Tera’s Training Tip Of The Day

Tera’s Training Tip Of The Day: Develop Good Timing.

Arson King during the beginning stages of the Force Fetch
Arson King during the beginning stages of the Force Fetch

Developing good timing with your lessons can advance a retriever’s training immensely. Without good timing a trainer can undermine their lesson and confuse the retriever in a heartbeat. To develop good timing takes lots of practice, all things must be considered such as, environment, area lesson is being taught, apparatuses, and so on. When teaching obedience or force fetch timing of appropriate correction is imperative. For example, if one continues to pinch the ear (or pull on the toe) while the bumper is already in the retriever’s mouth your retriever will become confused and not understand how to shut off the pressure being applied. Your retriever makes these associations (how to shut off pressure) not in seconds but, in nanoseconds. A poorly timed correction can set training back a week or even more. Upsetting the apple card in the early stages of training will breed fear and mistrust from your retriever.

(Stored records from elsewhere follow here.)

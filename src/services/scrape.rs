use crate::config::ScrapeSettings;
use reqwest::{Certificate, Client};
use std::future::Future;
use std::sync::Arc;
use std::time::Duration;
use thiserror::Error;
use tokio::sync::Semaphore;
use tokio::task::JoinSet;

/// Errors that can occur while scraping a retailer
#[derive(Debug, Error)]
pub enum ScrapeError {
    #[error("HTTP request failed: {0}")]
    RequestError(#[from] reqwest::Error),

    #[error("Retailer returned error: {0}")]
    ApiError(String),

    #[error("Invalid category id: {0}")]
    InvalidCategory(String),

    #[error("Invalid response format: {0}")]
    InvalidResponse(String),

    #[error("Item is not footwear: {0}")]
    NotFootwear(String),

    #[error("Failed to read CA certificate {path}: {source}")]
    CaCertificate {
        path: String,
        source: std::io::Error,
    },
}

impl ScrapeError {
    /// Whether the caller's input caused the error
    pub fn is_bad_request(&self) -> bool {
        matches!(self, ScrapeError::InvalidCategory(_))
    }
}

/// Build the outbound HTTP client shared by every retailer scraper
pub fn build_http_client(settings: &ScrapeSettings) -> Result<Client, ScrapeError> {
    let mut builder = Client::builder()
        .timeout(Duration::from_secs(settings.request_timeout_secs))
        .user_agent(concat!("shoe-scout/", env!("CARGO_PKG_VERSION")));

    if let Some(path) = &settings.ca_cert_path {
        let pem = std::fs::read(path).map_err(|source| ScrapeError::CaCertificate {
            path: path.clone(),
            source,
        })?;
        builder = builder.add_root_certificate(Certificate::from_pem(&pem)?);
        tracing::info!("Loaded extra CA certificate from {}", path);
    }

    Ok(builder.build()?)
}

/// Run `task` for every item with at most `limit` in flight
///
/// Results come back in input order, tagged with the input index. Tasks
/// that panic are logged and left out.
pub async fn fan_out<T, F, Fut>(items: Vec<T>, limit: usize, task: F) -> Vec<(usize, Fut::Output)>
where
    F: Fn(T) -> Fut,
    Fut: Future + Send + 'static,
    Fut::Output: Send + 'static,
{
    let semaphore = Arc::new(Semaphore::new(limit.max(1)));
    let mut set = JoinSet::new();

    for (index, item) in items.into_iter().enumerate() {
        let semaphore = semaphore.clone();
        let fut = task(item);
        set.spawn(async move {
            let _permit = semaphore.acquire_owned().await;
            (index, fut.await)
        });
    }

    let mut results = Vec::with_capacity(set.len());
    while let Some(joined) = set.join_next().await {
        match joined {
            Ok(result) => results.push(result),
            Err(e) => tracing::error!("Scrape task failed: {}", e),
        }
    }

    results.sort_by_key(|(index, _)| *index);
    results
}

#[cfg(test)]
mod tests {
    use super::*;
    use std::sync::atomic::{AtomicUsize, Ordering};

    #[tokio::test]
    async fn test_fan_out_preserves_order_and_limit() {
        let in_flight = Arc::new(AtomicUsize::new(0));
        let peak = Arc::new(AtomicUsize::new(0));

        let results = fan_out((0..20).collect(), 3, |n: u64| {
            let in_flight = in_flight.clone();
            let peak = peak.clone();
            async move {
                let now = in_flight.fetch_add(1, Ordering::SeqCst) + 1;
                peak.fetch_max(now, Ordering::SeqCst);
                tokio::time::sleep(Duration::from_millis(20 - n)).await;
                in_flight.fetch_sub(1, Ordering::SeqCst);
                n * 2
            }
        })
        .await;

        let values: Vec<u64> = results.into_iter().map(|(_, v)| v).collect();
        assert_eq!(values, (0..20).map(|n| n * 2).collect::<Vec<_>>());
        assert!(peak.load(Ordering::SeqCst) <= 3);
    }

    #[test]
    fn test_invalid_category_is_bad_request() {
        assert!(ScrapeError::InvalidCategory("abc".into()).is_bad_request());
        assert!(!ScrapeError::ApiError("503".into()).is_bad_request());
    }
}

This is not what a retriever needs during their early stages of training. A young retriever needs a regiment, routine, and outline in order to understand where they fit in your world and the world of retriever training. Calm, reassured, rhythmic teachings and lessons will go far with your retriever. Now I know we do not live in a perfect world and humans are not perfect, mistakes and poor timing of correction WILL occur. However, when it does, try to recognize it immediately, and rebuild what ground in your lesson it caused you to lose.

Happy Training!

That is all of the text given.